Good morning from Hillcrest.
- We’ll lead off with Chargers news from Friday. The city of San Diego and the team appear to be zeroing in on a downtown location for a possible stadium site. The spot is east of Petco Park and would include the Wonder Bread building. The biggest challenge facing the Chargers in San Diego, Escondido or should the team look north to Los Angeles would be private financing of the stadium.
- The U-T has a story on the job cuts the city of San Diego has made over the last five years. They’re almost exclusively in vacant positions, not layoffs.
- The paper also reports on a California Supreme Court hearing this week in the conflict-of-interest cases against former San Diego pension board members charged in the city’s pension fiasco.
- The conservative SDRostra blog has news about a challenger for Dianne Jacob’s San Diego County supervisors seat in 2012.
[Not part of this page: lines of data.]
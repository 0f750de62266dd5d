use anyhow::Context as _;
use tracing_subscriber::EnvFilter;

/// Used when `RUST_LOG` is unset. `TraceLayer` emits request spans at debug.
const DEFAULT_DIRECTIVES: &str = "info,tower_http=debug";

pub fn init() -> anyhow::Result<()> {
    let raw = std::env::var(EnvFilter::DEFAULT_ENV).ok();
    let filter = build_filter(raw.as_deref(), DEFAULT_DIRECTIVES)?;

    tracing_subscriber::fmt()
        .with_env_filter(filter)
        .with_target(false)
        .with_writer(std::io::stderr)
        .try_init()
        .map_err(|err| anyhow::anyhow!("initialize tracing subscriber: {err}"))?;

    Ok(())
}

fn build_filter(raw: Option<&str>, default_directives: &str) -> anyhow::Result<EnvFilter> {
    match raw.map(str::trim).filter(|v| !v.is_empty()) {
        Some(directives) => EnvFilter::try_new(directives)
            .with_context(|| format!("invalid {}={directives:?}", EnvFilter::DEFAULT_ENV)),
        None => EnvFilter::try_new(default_directives).context("build default log filter"),
    }
}
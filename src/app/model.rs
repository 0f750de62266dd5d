use chrono::{DateTime, TimeDelta, Utc};
use serde::{Deserialize, Serialize};

use crate::pages::BookData;

#[derive(Debug, Clone, Copy, Serialize, Deserialize, PartialEq, Eq)]
#[serde(rename_all = "snake_case")]
pub enum OrderStatus {
    PendingPayment,
    CheckoutCreated,
    CheckoutFailed,
    Delivering,
    Delivered,
    DeliveryFailed,
}

impl OrderStatus {
    /// Paid orders, plus delivered or failed ones being sent again.
    pub fn is_deliverable(self) -> bool {
        matches!(
            self,
            Self::CheckoutCreated | Self::Delivered | Self::DeliveryFailed
        )
    }
}

#[derive(Debug, Clone, Copy, Serialize, Deserialize, PartialEq, Eq)]
#[serde(rename_all = "snake_case")]
pub enum DeliveryOption {
    Standard,
    Express,
}

#[derive(Debug, Clone, Serialize, Deserialize, PartialEq, Eq)]
pub struct DeliveryDetails {
    pub option: DeliveryOption,
    pub recipient_name: String,
    pub email: String,
    pub address_line1: String,
    #[serde(default, skip_serializing_if = "Option::is_none")]
    pub address_line2: Option<String>,
    pub city: String,
    pub postal_code: String,
    pub country: String,
}

#[derive(Debug, Clone, Serialize, Deserialize)]
pub struct Order {
    pub order_id: String,
    pub order_number: String,
    pub status: OrderStatus,
    pub book_data: BookData,
    pub delivery: DeliveryDetails,
    pub physical_page_count: usize,
    pub total_cents: u64,
    pub currency: String,
    pub checkout_id: Option<String>,
    pub checkout_url: Option<String>,
    pub message: String,
    pub pdf_sha256: Option<String>,

    pub created_at: DateTime<Utc>,
    pub updated_at: DateTime<Utc>,
    pub delivered_at: Option<DateTime<Utc>>,
}

/// A `Delivering` row untouched for this many minutes belongs to a run that
/// died.
pub const STALE_DELIVERY_MINUTES: i64 = 30;

impl Order {
    /// Deliverable status, or a delivery that stalled before recording an
    /// outcome.
    pub fn is_deliverable_at(&self, now: DateTime<Utc>) -> bool {
        self.status.is_deliverable()
            || (self.status == OrderStatus::Delivering && now - self.updated_at >= TimeDelta::minutes(STALE_DELIVERY_MINUTES))
    }
}

#[derive(Debug, Clone, Serialize, Deserialize)]
pub struct SubmitOrderRequest {
    pub book_data: BookData,
    pub delivery: DeliveryDetails,
}

#[derive(Debug, Clone, Serialize, Deserialize, PartialEq, Eq)]
pub struct SubmittedOrder {
    pub order_id: String,
    pub order_number: String,
    pub checkout_url: String,
    pub total_cents: u64,
    pub currency: String,
}

/// Short customer-facing reference, e.g. `NB-20261019-3FA2C1`.
pub fn order_number(order_id: &uuid::Uuid, now: DateTime<Utc>) -> String {
    let hex = order_id.simple().to_string().to_ascii_uppercase();
    format!("NB-{}-{}", now.format("%Y%m%d"), &hex[..6])
}
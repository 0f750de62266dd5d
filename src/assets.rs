use std::collections::HashSet;
use std::path::Path;

use anyhow::Context as _;

use crate::theme::{Gender, SkinTone, Theme};

/// Extensions tried by the bundled-asset table, in order.
pub const LOCAL_EXTENSIONS: [&str; 2] = ["webp", "jpg"];

pub fn character_folder(gender: Gender, skin_tone: SkinTone) -> &'static str {
    match (gender, skin_tone) {
        (Gender::Boy, SkinTone::Light) => "boy-light",
        (Gender::Boy, SkinTone::Dark) => "boy-dark",
        (Gender::Girl, SkinTone::Light) => "girl-light",
        (Gender::Girl, SkinTone::Dark) => "girl-dark",
    }
}

pub fn theme_folder(theme: Theme) -> &'static str {
    theme.as_str()
}

pub fn theme_folder_lenient(raw: &str) -> &'static str {
    theme_folder(Theme::parse_lenient(raw))
}

/// `A` → 1 … `Z` → 26, case-insensitive. `None` for anything else.
pub fn letter_to_index(letter: char) -> Option<u8> {
    let upper = letter.to_ascii_uppercase();
    if upper.is_ascii_uppercase() {
        Some(upper as u8 - b'A' + 1)
    } else {
        None
    }
}

#[derive(Debug, Clone, Copy, PartialEq, Eq)]
pub enum Artwork {
    Cover,
    Intro(u8),
    Ending(u8),
    Letter { theme: Theme, index: u8 },
}

/// Canonical, extension-less address of one piece of artwork.
#[derive(Debug, Clone, Copy, PartialEq, Eq)]
pub struct AssetKey {
    pub character: &'static str,
    pub artwork: Artwork,
}

impl AssetKey {
    pub fn new(gender: Gender, skin_tone: SkinTone, artwork: Artwork) -> Self {
        Self {
            character: character_folder(gender, skin_tone),
            artwork,
        }
    }

    pub fn stem(&self) -> String {
        let character = self.character;
        match self.artwork {
            Artwork::Cover => format!("{character}/cover/cover"),
            Artwork::Intro(n) => format!("{character}/intro/{n}"),
            Artwork::Ending(n) => format!("{character}/ending/{n}"),
            Artwork::Letter { theme, index } => {
                format!("{character}/{}/{index}", theme_folder(theme))
            }
        }
    }
}

pub trait AssetLocator: Send + Sync {
    fn locate(&self, key: &AssetKey) -> String;
}

/// Table of bundled assets keyed by relative path (`boy-light/animal/3.webp`).
#[derive(Debug, Clone, Default)]
pub struct LocalAssetIndex {
    url_prefix: String,
    paths: HashSet<String>,
}

impl LocalAssetIndex {
    pub fn new<I, S>(url_prefix: &str, paths: I) -> Self
    where
        I: IntoIterator<Item = S>,
        S: Into<String>,
    {
        Self {
            url_prefix: url_prefix.trim_end_matches('/').to_string(),
            paths: paths
                .into_iter()
                .map(|p| p.into().trim_start_matches('/').to_string())
                .collect(),
        }
    }

    pub fn scan_dir(url_prefix: &str, root: &Path) -> anyhow::Result<Self> {
        let mut paths = Vec::new();
        collect_relative_paths(root, root, &mut paths)
            .with_context(|| format!("scan asset dir: {}", root.display()))?;
        tracing::debug!(root = %root.display(), assets = paths.len(), "indexed bundled assets");
        Ok(Self::new(url_prefix, paths))
    }

    pub fn url_prefix(&self) -> &str {
        &self.url_prefix
    }

    pub fn len(&self) -> usize {
        self.paths.len()
    }

    pub fn is_empty(&self) -> bool {
        self.paths.is_empty()
    }

    pub fn contains(&self, relative_path: &str) -> bool {
        self.paths.contains(relative_path)
    }

    /// Whether a URL produced by `locate` points at a bundled file.
    pub fn contains_url(&self, url: &str) -> bool {
        url.strip_prefix(&self.url_prefix)
            .map(|rest| rest.trim_start_matches('/'))
            .is_some_and(|rest| self.contains(rest))
    }

    fn url_for(&self, relative_path: &str) -> String {
        format!("{}/{relative_path}", self.url_prefix)
    }
}

impl AssetLocator for LocalAssetIndex {
    fn locate(&self, key: &AssetKey) -> String {
        let stem = key.stem();
        for ext in LOCAL_EXTENSIONS {
            let candidate = format!("{stem}.{ext}");
            if self.paths.contains(&candidate) {
                return self.url_for(&candidate);
            }
        }
        tracing::debug!(asset = %stem, "bundled asset missing");
        let last = LOCAL_EXTENSIONS[LOCAL_EXTENSIONS.len() - 1];
        self.url_for(&format!("{stem}.{last}"))
    }
}

#[derive(Debug, Clone)]
pub struct RemoteAssetLocator {
    base_url: String,
}

impl RemoteAssetLocator {
    pub fn new(base_url: &str) -> Self {
        Self {
            base_url: base_url.trim_end_matches('/').to_string(),
        }
    }
}

impl AssetLocator for RemoteAssetLocator {
    fn locate(&self, key: &AssetKey) -> String {
        format!("{}/{}.jpg", self.base_url, key.stem())
    }
}

fn collect_relative_paths(root: &Path, dir: &Path, out: &mut Vec<String>) -> anyhow::Result<()> {
    let mut entries = std::fs::read_dir(dir)
        .with_context(|| format!("read dir: {}", dir.display()))?
        .collect::<Result<Vec<_>, _>>()
        .with_context(|| format!("list dir: {}", dir.display()))?;
    entries.sort_by_key(|e| e.file_name());

    for entry in entries {
        let path = entry.path();
        let file_type = entry.file_type().context("read file type")?;
        if file_type.is_dir() {
            collect_relative_paths(root, &path, out)?;
            continue;
        }
        if !file_type.is_file() {
            continue;
        }
        let rel = path
            .strip_prefix(root)
            .with_context(|| format!("strip asset root: {}", path.display()))?;
        let rel = rel
            .components()
            .map(|c| c.as_os_str().to_string_lossy().into_owned())
            .collect::<Vec<_>>()
            .join("/");
        out.push(rel);
    }

    Ok(())
}

#[cfg(test)]
mod tests {
    use super::*;

    #[test]
    fn character_folders_are_distinct() {
        let folders: HashSet<&str> = [
            character_folder(Gender::Boy, SkinTone::Light),
            character_folder(Gender::Boy, SkinTone::Dark),
            character_folder(Gender::Girl, SkinTone::Light),
            character_folder(Gender::Girl, SkinTone::Dark),
        ]
        .into_iter()
        .collect();
        assert_eq!(folders.len(), 4);
        assert!(folders.iter().all(|f| !f.is_empty()));
    }

    #[test]
    fn theme_folders_are_distinct_with_default() {
        let folders: HashSet<&str> = Theme::ALL.into_iter().map(theme_folder).collect();
        assert_eq!(folders.len(), 3);
        assert_eq!(theme_folder_lenient("Animal"), "animal");
        assert_eq!(theme_folder_lenient("robots"), "superhero");
    }

    #[test]
    fn letter_index_covers_alphabet() {
        assert_eq!(letter_to_index('A'), Some(1));
        assert_eq!(letter_to_index('z'), Some(26));
        assert_eq!(letter_to_index('m'), Some(13));
        assert_eq!(letter_to_index('-'), None);
        assert_eq!(letter_to_index('é'), None);
    }

    #[test]
    fn stems_share_one_naming_convention() {
        let letter = AssetKey::new(
            Gender::Girl,
            SkinTone::Dark,
            Artwork::Letter {
                theme: Theme::Animal,
                index: 2,
            },
        );
        assert_eq!(letter.stem(), "girl-dark/animal/2");
        let cover = AssetKey::new(Gender::Boy, SkinTone::Light, Artwork::Cover);
        assert_eq!(cover.stem(), "boy-light/cover/cover");
        let ending = AssetKey::new(Gender::Boy, SkinTone::Light, Artwork::Ending(2));
        assert_eq!(ending.stem(), "boy-light/ending/2");
    }

    #[test]
    fn local_index_prefers_webp_then_jpg() {
        let index = LocalAssetIndex::new(
            "/assets/",
            [
                "boy-light/superhero/1.webp",
                "boy-light/superhero/1.jpg",
                "boy-light/animal/1.jpg",
            ],
        );
        let key = |theme| {
            AssetKey::new(
                Gender::Boy,
                SkinTone::Light,
                Artwork::Letter { theme, index: 1 },
            )
        };
        assert_eq!(
            index.locate(&key(Theme::Superhero)),
            "/assets/boy-light/superhero/1.webp"
        );
        assert_eq!(
            index.locate(&key(Theme::Animal)),
            "/assets/boy-light/animal/1.jpg"
        );
        // Misses still produce an address; the preview shows a placeholder.
        assert_eq!(
            index.locate(&key(Theme::Fairytale)),
            "/assets/boy-light/fairytale/1.jpg"
        );
        assert!(index.contains_url("/assets/boy-light/animal/1.jpg"));
        assert!(!index.contains_url("/assets/boy-light/fairytale/1.jpg"));
        assert!(!index.contains_url("/elsewhere/boy-light/animal/1.jpg"));
    }

    #[test]
    fn remote_locator_uses_fixed_jpg_extension() {
        let locator = RemoteAssetLocator::new("https://cdn.example.com/books/");
        let key = AssetKey::new(Gender::Boy, SkinTone::Dark, Artwork::Intro(1));
        assert_eq!(
            locator.locate(&key),
            "https://cdn.example.com/books/boy-dark/intro/1.jpg"
        );
    }

    #[test]
    fn scan_dir_indexes_nested_files() -> anyhow::Result<()> {
        let dir = tempfile::tempdir()?;
        let nested = dir.path().join("girl-light").join("fairytale");
        std::fs::create_dir_all(&nested)?;
        std::fs::write(nested.join("7.webp"), b"x")?;
        std::fs::write(dir.path().join("readme.txt"), b"x")?;

        let index = LocalAssetIndex::scan_dir("/assets", dir.path())?;
        assert_eq!(index.len(), 2);
        assert!(index.contains("girl-light/fairytale/7.webp"));
        Ok(())
    }
}
use std::time::Duration;

use anyhow::Context as _;
use serde::Serialize;

use crate::assets::{AssetLocator, LocalAssetIndex, RemoteAssetLocator};
use crate::cli::PagesArgs;
use crate::config::BookConfig;
use crate::pages::{BookSpec, PageDescriptor, PageKind, PageListBuilder, compose_book, name_letters};

#[derive(Debug, Clone, Copy, Serialize, PartialEq, Eq)]
#[serde(rename_all = "snake_case")]
pub enum PageStatus {
    Loading,
    Loaded,
    Error,
}

#[derive(Debug, Clone, Serialize, PartialEq, Eq)]
#[serde(tag = "tile", rename_all = "snake_case")]
pub enum PreviewTile {
    Skeleton,
    Image { src: String },
    Placeholder { label: String },
    Dedication,
}

/// On-screen mock-up of a book: one status per page, updated by image load
/// events. A failed page never changes the state of any other page.
#[derive(Debug, Clone)]
pub struct PreviewBoard {
    pages: Vec<PageDescriptor>,
    statuses: Vec<PageStatus>,
}

impl PreviewBoard {
    pub fn new(pages: Vec<PageDescriptor>) -> Self {
        let statuses = pages
            .iter()
            .map(|p| {
                if p.has_artwork() {
                    PageStatus::Loading
                } else {
                    PageStatus::Loaded
                }
            })
            .collect();
        Self { pages, statuses }
    }

    pub fn pages(&self) -> &[PageDescriptor] {
        &self.pages
    }

    pub fn statuses(&self) -> &[PageStatus] {
        &self.statuses
    }

    pub fn status(&self, index: usize) -> Option<PageStatus> {
        self.statuses.get(index).copied()
    }

    pub fn mark_loaded(&mut self, index: usize) {
        self.set(index, PageStatus::Loaded);
    }

    pub fn mark_failed(&mut self, index: usize) {
        if let Some(page) = self.pages.get(index) {
            tracing::debug!(index, src = %page.image_path, "preview image failed to load");
        }
        self.set(index, PageStatus::Error);
    }

    fn set(&mut self, index: usize, status: PageStatus) {
        match self.statuses.get_mut(index) {
            Some(slot) => *slot = status,
            None => tracing::debug!(index, "ignoring status for unknown page"),
        }
    }

    pub fn is_settled(&self) -> bool {
        self.statuses.iter().all(|s| *s != PageStatus::Loading)
    }

    pub fn tile(&self, index: usize) -> Option<PreviewTile> {
        let page = self.pages.get(index)?;
        if !page.has_artwork() {
            return Some(PreviewTile::Dedication);
        }
        let tile = match self.statuses[index] {
            PageStatus::Loading => PreviewTile::Skeleton,
            PageStatus::Loaded => PreviewTile::Image {
                src: page.image_path.clone(),
            },
            PageStatus::Error => PreviewTile::Placeholder {
                label: page_label(&self.pages, index),
            },
        };
        Some(tile)
    }

    pub fn tiles(&self) -> Vec<PreviewTile> {
        (0..self.pages.len()).filter_map(|i| self.tile(i)).collect()
    }
}

/// Human label for a page, e.g. `Intro 2` or `Letter A`.
pub fn page_label(pages: &[PageDescriptor], index: usize) -> String {
    let Some(page) = pages.get(index) else {
        return String::new();
    };
    let ordinal = pages[..=index]
        .iter()
        .filter(|p| p.kind == page.kind)
        .count();
    match page.kind {
        PageKind::Cover => "Cover".to_string(),
        PageKind::Dedication => "Dedication".to_string(),
        PageKind::Intro => format!("Intro {ordinal}"),
        PageKind::Ending => format!("Ending {ordinal}"),
        PageKind::Letter => match page.letter {
            Some(letter) => format!("Letter {letter}"),
            None => "Letter".to_string(),
        },
    }
}

#[derive(Debug, Clone, Serialize)]
pub struct PreviewPage {
    pub index: usize,
    pub label: String,
    #[serde(flatten)]
    pub page: PageDescriptor,
    pub status: PageStatus,
}

#[derive(Debug, Clone, Serialize)]
pub struct PreviewResponse {
    pub child_name: String,
    pub letters: usize,
    pub physical_page_count: usize,
    pub pages: Vec<PreviewPage>,
}

impl PreviewResponse {
    pub fn from_board(child_name: &str, letters: usize, board: &PreviewBoard) -> Self {
        let pages = board
            .pages()
            .iter()
            .enumerate()
            .map(|(index, page)| PreviewPage {
                index,
                label: page_label(board.pages(), index),
                page: page.clone(),
                status: board.statuses()[index],
            })
            .collect();
        Self {
            child_name: child_name.to_string(),
            letters,
            physical_page_count: crate::pages::physical_page_count(letters),
            pages,
        }
    }
}

/// Checks every artwork URL with a HEAD request, concurrently, and records the
/// outcome on the board. Relative paths are resolved against `base`.
pub async fn probe_assets(
    client: &reqwest::Client,
    base: &url::Url,
    board: &mut PreviewBoard,
    timeout: Duration,
) {
    let mut set = tokio::task::JoinSet::new();
    for (index, page) in board.pages().iter().enumerate() {
        if !page.has_artwork() {
            continue;
        }
        let url = match base.join(&page.image_path) {
            Ok(url) => url,
            Err(err) => {
                tracing::debug!(index, path = %page.image_path, ?err, "unresolvable preview path");
                set.spawn(async move { (index, false) });
                continue;
            }
        };
        let client = client.clone();
        set.spawn(async move {
            let ok = match tokio::time::timeout(timeout, client.head(url).send()).await {
                Ok(Ok(resp)) => resp.status().is_success(),
                _ => false,
            };
            (index, ok)
        });
    }

    while let Some(joined) = set.join_next().await {
        match joined {
            Ok((index, true)) => board.mark_loaded(index),
            Ok((index, false)) => board.mark_failed(index),
            Err(err) => tracing::warn!(?err, "preview probe task failed"),
        }
    }
}

/// `namebook pages`: prints the composed book as a `PreviewResponse`.
pub async fn run(args: PagesArgs) -> anyhow::Result<()> {
    let config = BookConfig::load(args.config.as_deref())?;
    let spec = BookSpec {
        child_name: args.name.trim().to_string(),
        gender: args.gender,
        skin_tone: args.skin_tone,
    };
    let letters = name_letters(&spec.child_name).len();

    let local = match &args.assets_dir {
        Some(dir) => Some(LocalAssetIndex::scan_dir(&config.local_asset_prefix, dir)?),
        None => None,
    };
    let base_url = args
        .asset_base_url
        .clone()
        .unwrap_or_else(|| config.remote_asset_base_url.clone());
    let remote = RemoteAssetLocator::new(&base_url);
    let locator: &dyn AssetLocator = match &local {
        Some(index) => index,
        None => &remote,
    };

    let artwork = PageListBuilder::new(config.theme_orders, locator).build(&spec);
    let mut board = PreviewBoard::new(compose_book(artwork));
    if let Some(index) = &local {
        let present: Vec<bool> = board
            .pages()
            .iter()
            .map(|p| index.contains_url(&p.image_path))
            .collect();
        for (i, ok) in present.into_iter().enumerate() {
            if !board.pages()[i].has_artwork() {
                continue;
            }
            if ok {
                board.mark_loaded(i);
            } else {
                board.mark_failed(i);
            }
        }
    } else if args.probe {
        let base = url::Url::parse(&base_url)
            .with_context(|| format!("invalid asset base url: {base_url}"))?;
        let client = reqwest::Client::new();
        probe_assets(&client, &base, &mut board, config.asset_timeout()).await;
    }

    let response = PreviewResponse::from_board(&spec.child_name, letters, &board);
    let json = serde_json::to_string_pretty(&response).context("serialize page list")?;
    println!("{json}");
    Ok(())
}
use std::collections::HashMap;

use serde::{Deserialize, Serialize};

use crate::assets::{Artwork, AssetKey, AssetLocator, letter_to_index};
use crate::theme::{Gender, SkinTone, Theme, ThemeOrders};

pub const INTRO_PAGES: u8 = 2;
pub const ENDING_PAGES: u8 = 2;

#[derive(Debug, Clone, Serialize, Deserialize, PartialEq, Eq)]
pub struct BookSpec {
    pub child_name: String,
    pub gender: Gender,
    pub skin_tone: SkinTone,
}

/// What gets persisted with an order: the book spec plus the free text shown
/// on the dedication page.
#[derive(Debug, Clone, Serialize, Deserialize, PartialEq, Eq)]
pub struct BookData {
    #[serde(flatten)]
    pub spec: BookSpec,
    #[serde(default)]
    pub dedication_message: String,
    #[serde(default)]
    pub personal_message: String,
    #[serde(default)]
    pub from_signature: String,
}

#[derive(Debug, Clone, Copy, Serialize, Deserialize, PartialEq, Eq)]
#[serde(rename_all = "snake_case")]
pub enum PageKind {
    Cover,
    Intro,
    Letter,
    Ending,
    Dedication,
}

#[derive(Debug, Clone, Serialize, Deserialize, PartialEq, Eq)]
pub struct PageDescriptor {
    pub kind: PageKind,
    #[serde(skip_serializing_if = "Option::is_none")]
    pub letter: Option<char>,
    #[serde(skip_serializing_if = "Option::is_none")]
    pub theme: Option<Theme>,
    /// Empty for the dedication page, which carries text instead of artwork.
    pub image_path: String,
}

impl PageDescriptor {
    pub fn dedication() -> Self {
        Self {
            kind: PageKind::Dedication,
            letter: None,
            theme: None,
            image_path: String::new(),
        }
    }

    pub fn has_artwork(&self) -> bool {
        self.kind != PageKind::Dedication
    }
}

#[derive(Debug, Clone, Copy, PartialEq, Eq)]
pub struct LetterOccurrence {
    pub letter: char,
    pub occurrence: usize,
    pub theme: Theme,
}

/// Uppercased ASCII letters of the name, in order, duplicates kept.
pub fn name_letters(child_name: &str) -> Vec<char> {
    child_name
        .chars()
        .filter(char::is_ascii_alphabetic)
        .map(|c| c.to_ascii_uppercase())
        .collect()
}

pub fn letter_occurrences(
    letters: &[char],
    gender: Gender,
    orders: &ThemeOrders,
) -> Vec<LetterOccurrence> {
    let mut seen: HashMap<char, usize> = HashMap::new();
    letters
        .iter()
        .map(|&letter| {
            let count = seen.entry(letter).or_insert(0);
            let occurrence = *count;
            *count += 1;
            LetterOccurrence {
                letter,
                occurrence,
                theme: orders.theme_for(occurrence, gender),
            }
        })
        .collect()
}

pub fn artwork_page_count(letters: usize) -> usize {
    1 + usize::from(INTRO_PAGES) + letters + usize::from(ENDING_PAGES)
}

pub fn spread_count(letters: usize) -> usize {
    artwork_page_count(letters) + 1
}

/// Page count quoted to customers: one spread prints as two pages.
pub fn physical_page_count(letters: usize) -> usize {
    spread_count(letters) * 2
}

pub struct PageListBuilder<'a> {
    orders: ThemeOrders,
    locator: &'a dyn AssetLocator,
}

impl<'a> PageListBuilder<'a> {
    pub fn new(orders: ThemeOrders, locator: &'a dyn AssetLocator) -> Self {
        Self { orders, locator }
    }

    pub fn build(&self, spec: &BookSpec) -> Vec<PageDescriptor> {
        let letters = name_letters(&spec.child_name);
        if letters.is_empty() {
            tracing::warn!(
                child_name = %spec.child_name,
                "name has no letters; book will only contain compulsory pages"
            );
        }

        let mut pages = Vec::with_capacity(artwork_page_count(letters.len()));
        pages.push(self.artwork_page(spec, PageKind::Cover, Artwork::Cover));
        for n in 1..=INTRO_PAGES {
            pages.push(self.artwork_page(spec, PageKind::Intro, Artwork::Intro(n)));
        }

        for occ in letter_occurrences(&letters, spec.gender, &self.orders) {
            // name_letters only yields A-Z.
            let Some(index) = letter_to_index(occ.letter) else {
                continue;
            };
            let key = AssetKey::new(
                spec.gender,
                spec.skin_tone,
                Artwork::Letter {
                    theme: occ.theme,
                    index,
                },
            );
            pages.push(PageDescriptor {
                kind: PageKind::Letter,
                letter: Some(occ.letter),
                theme: Some(occ.theme),
                image_path: self.locator.locate(&key),
            });
        }

        for n in 1..=ENDING_PAGES {
            pages.push(self.artwork_page(spec, PageKind::Ending, Artwork::Ending(n)));
        }

        pages
    }

    fn artwork_page(&self, spec: &BookSpec, kind: PageKind, artwork: Artwork) -> PageDescriptor {
        let key = AssetKey::new(spec.gender, spec.skin_tone, artwork);
        PageDescriptor {
            kind,
            letter: None,
            theme: None,
            image_path: self.locator.locate(&key),
        }
    }
}

/// Full reading order shared by the preview and the printed book: the
/// dedication page follows the cover.
pub fn compose_book(artwork_pages: Vec<PageDescriptor>) -> Vec<PageDescriptor> {
    let mut pages = Vec::with_capacity(artwork_pages.len() + 1);
    let mut artwork = artwork_pages.into_iter();
    if let Some(first) = artwork.next() {
        pages.push(first);
    }
    pages.push(PageDescriptor::dedication());
    pages.extend(artwork);
    pages
}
- Lots of news in, uh, historic home preservation. The U-T starts with a piece on the city-funded $1 million in renovations to the 122-year-old Villa Montezuma. U-T columnist Michael Stetz writes about the need to preserve city landmarks. Not to be outdone, Chula Vista’s City Council will discuss a historic homes ordinance this week.
- Airport board chairman Bob Watkins has been correcting some of the problems with conflict-of-interest forms and business taxes reported in the last few months.
- In news from other cities around San Diego County, the North County Times reviews the first year in office for outsider Escondido City Councilwoman Olga Diaz. The NCT also reports on fundraising in a recall attempt in Oceanside and on the possible closure of Encinitas’ Chamber of Commerce should it no longer receive city funding. The U-T says a fight over ski park and restaurant in Santee isn’t over despite City Council approval of the project.
- In opinion news, the U-T comes out strong against the San Diego City Council decision last week to reject the mayor’s offer to settle a labor dispute on outsourcing. The paper also weighs in on city street repair, a plan for a new $660 million county courthouse in downtown San Diego and breaks down the players in the coming debate on preserving or building on 16,000 untapped acres in North County.
- We’ll end with one of my favorite local columnists anywhere in the country, Steve Lopez of the Los Angeles Times, writing about his quest to become a medical marijuana patient.